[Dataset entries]
//! Mapping between input header columns and canonical record fields.

use std::collections::HashSet;

use indexmap::IndexMap;
use once_cell::sync::Lazy;
use regex::Regex;

use crate::clean::is_null_value;
use crate::record::{Field, Record};

/// Header names (lower-case) recognized for each canonical field.
const FIELD_HEADERS: &[(Field, &[&str])] = &[
    (
        Field::Street,
        &["street", "street_address", "address1", "address_line1", "road"],
    ),
    (
        Field::District,
        &["district", "suburb", "subdistrict", "neighbourhood", "neighborhood"],
    ),
    (Field::Locality, &["locality", "city", "town", "municipality"]),
    (Field::Region, &["region", "state", "province"]),
    (Field::Country, &["country", "country_name"]),
    (
        Field::Zip,
        &["zip", "zipcode", "zip_code", "postcode", "postal_code", "postalcode"],
    ),
];

/// Header names recognized for the catch-all column.
const ADDRESS_HEADERS: &[&str] = &["address", "full_address", "raw_address"];

static CONTACT_HEADER_RE: Lazy<Regex> = Lazy::new(|| {
    Regex::new(
        r"(?i)name|contact|e-?mail|phone|mobile|fax|person|recipient|(?:^|[^a-z])tel(?:[^a-z]|$)",
    )
    .unwrap()
});

pub(crate) static EMAIL_RE: Lazy<Regex> =
    Lazy::new(|| Regex::new(r"(?i)[A-Z0-9._%+-]+@[A-Z0-9.-]+\.[A-Z]{2,}").unwrap());

pub(crate) static PHONE_RE: Lazy<Regex> =
    Lazy::new(|| Regex::new(r"\+?\d[\d \-()]{6,}\d").unwrap());

static PHONE_VALUE_RE: Lazy<Regex> =
    Lazy::new(|| Regex::new(r"^\+?\d[\d \-()]{6,}\d$").unwrap());

/// Whether a header names a person or contact detail.
pub fn is_contact_header(header: &str) -> bool {
    CONTACT_HEADER_RE.is_match(header)
}

/// Whether a value looks like an email address or a phone number.
pub fn is_contact_value(value: &str) -> bool {
    let trimmed = value.trim();
    EMAIL_RE.is_match(trimmed) || PHONE_VALUE_RE.is_match(trimmed)
}

/// Resolved column roles for one input file.
#[derive(Debug, Clone)]
pub struct CsvLayout {
    headers: Vec<String>,
    field_columns: [Option<usize>; 6],
    address_column: Option<usize>,
    extra_columns: Vec<usize>,
    contact_columns: HashSet<usize>,
    person_name_column: Option<usize>,
    compose_address: bool,
}

impl CsvLayout {
    /// Build the layout from raw header cells.
    ///
    /// Header cells are trimmed; duplicate names get a numeric suffix so
    /// every auxiliary column keeps a distinct key.
    pub fn from_headers<I, S>(raw: I) -> Self
    where
        I: IntoIterator<Item = S>,
        S: AsRef<str>,
    {
        let mut seen: HashSet<String> = HashSet::new();
        let headers: Vec<String> = raw
            .into_iter()
            .enumerate()
            .map(|(i, h)| {
                let mut name = h.as_ref().trim().trim_start_matches('\u{feff}').to_string();
                if name.is_empty() {
                    name = format!("column_{}", i + 1);
                }
                let mut unique = name.clone();
                let mut n = 2;
                while !seen.insert(unique.to_lowercase()) {
                    unique = format!("{}_{}", name, n);
                    n += 1;
                }
                unique
            })
            .collect();

        let mut field_columns = [None; 6];
        let mut address_column = None;
        let mut extra_columns = Vec::new();

        for (idx, header) in headers.iter().enumerate() {
            let lower = header.to_lowercase();
            if let Some(field) = canonical_field(&lower) {
                let slot = &mut field_columns[field as usize];
                if slot.is_none() {
                    *slot = Some(idx);
                    continue;
                }
            } else if ADDRESS_HEADERS.contains(&lower.as_str()) && address_column.is_none() {
                address_column = Some(idx);
                continue;
            }
            extra_columns.push(idx);
        }

        let contact_columns: HashSet<usize> = extra_columns
            .iter()
            .copied()
            .filter(|&idx| is_contact_header(&headers[idx]))
            .collect();

        let person_name_column = extra_columns
            .iter()
            .copied()
            .find(|&idx| headers[idx].to_lowercase().contains("name"));

        let has_canonical = field_columns.iter().any(Option::is_some);
        let compose_address = address_column.is_some() || !has_canonical;

        Self {
            headers,
            field_columns,
            address_column,
            extra_columns,
            contact_columns,
            person_name_column,
            compose_address,
        }
    }

    /// Number of input columns.
    pub fn width(&self) -> usize {
        self.headers.len()
    }

    /// Trimmed, de-duplicated header names.
    pub fn headers(&self) -> &[String] {
        &self.headers
    }

    /// Input column feeding a canonical field.
    pub fn column_for(&self, field: Field) -> Option<usize> {
        self.field_columns[field as usize]
    }

    /// Input column feeding the catch-all.
    pub fn address_column(&self) -> Option<usize> {
        self.address_column
    }

    /// Names of auxiliary columns in input order.
    pub fn extra_headers(&self) -> impl Iterator<Item = &str> {
        self.extra_columns.iter().map(|&i| self.headers[i].as_str())
    }

    /// Whether auxiliary values are appended to the catch-all.
    pub fn composes_address(&self) -> bool {
        self.compose_address
    }

    /// Turn one padded row of values into a record.
    pub fn build_record(&self, row_id: usize, values: &[String]) -> Record {
        let value_at = |idx: usize| values.get(idx).map(String::as_str).unwrap_or("");
        let mut record = Record::new(row_id);

        for field in Field::ALL {
            if let Some(idx) = self.column_for(field) {
                record.set(field, value_at(idx).trim());
            }
        }

        let mut tail: Vec<&str> = Vec::new();
        let mut extras = IndexMap::with_capacity(self.extra_columns.len());
        for &idx in &self.extra_columns {
            let value = value_at(idx);
            extras.insert(self.headers[idx].clone(), value.to_string());

            if !self.compose_address || self.contact_columns.contains(&idx) {
                continue;
            }
            let trimmed = value.trim();
            if is_null_value(trimmed) || is_contact_value(trimmed) {
                continue;
            }
            tail.push(trimmed);
        }
        record.extras = extras;

        record.person_name = self
            .person_name_column
            .map(|idx| value_at(idx).trim().to_string())
            .filter(|v| !v.is_empty());

        let base = self
            .address_column
            .map(|idx| value_at(idx).trim())
            .unwrap_or("");
        let tail = tail.join(", ");
        record.address = match (base.is_empty(), tail.is_empty()) {
            (false, false) => format!("{}, {}", base, tail),
            (true, false) => tail,
            _ => base.to_string(),
        };

        record
    }
}

fn canonical_field(lower: &str) -> Option<Field> {
    FIELD_HEADERS
        .iter()
        .find(|(_, names)| names.contains(&lower))
        .map(|(field, _)| *field)
}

** YOUR INSTRUCTIONS **
Out of the records above, pull the lines that include the word "Whether".

** RESPONSE TO THIS TASK **
/// Whether a header names a person or contact detail.
/// Whether a value looks like an email address or a phone number.
    /// Whether auxiliary values are appended to the catch-all.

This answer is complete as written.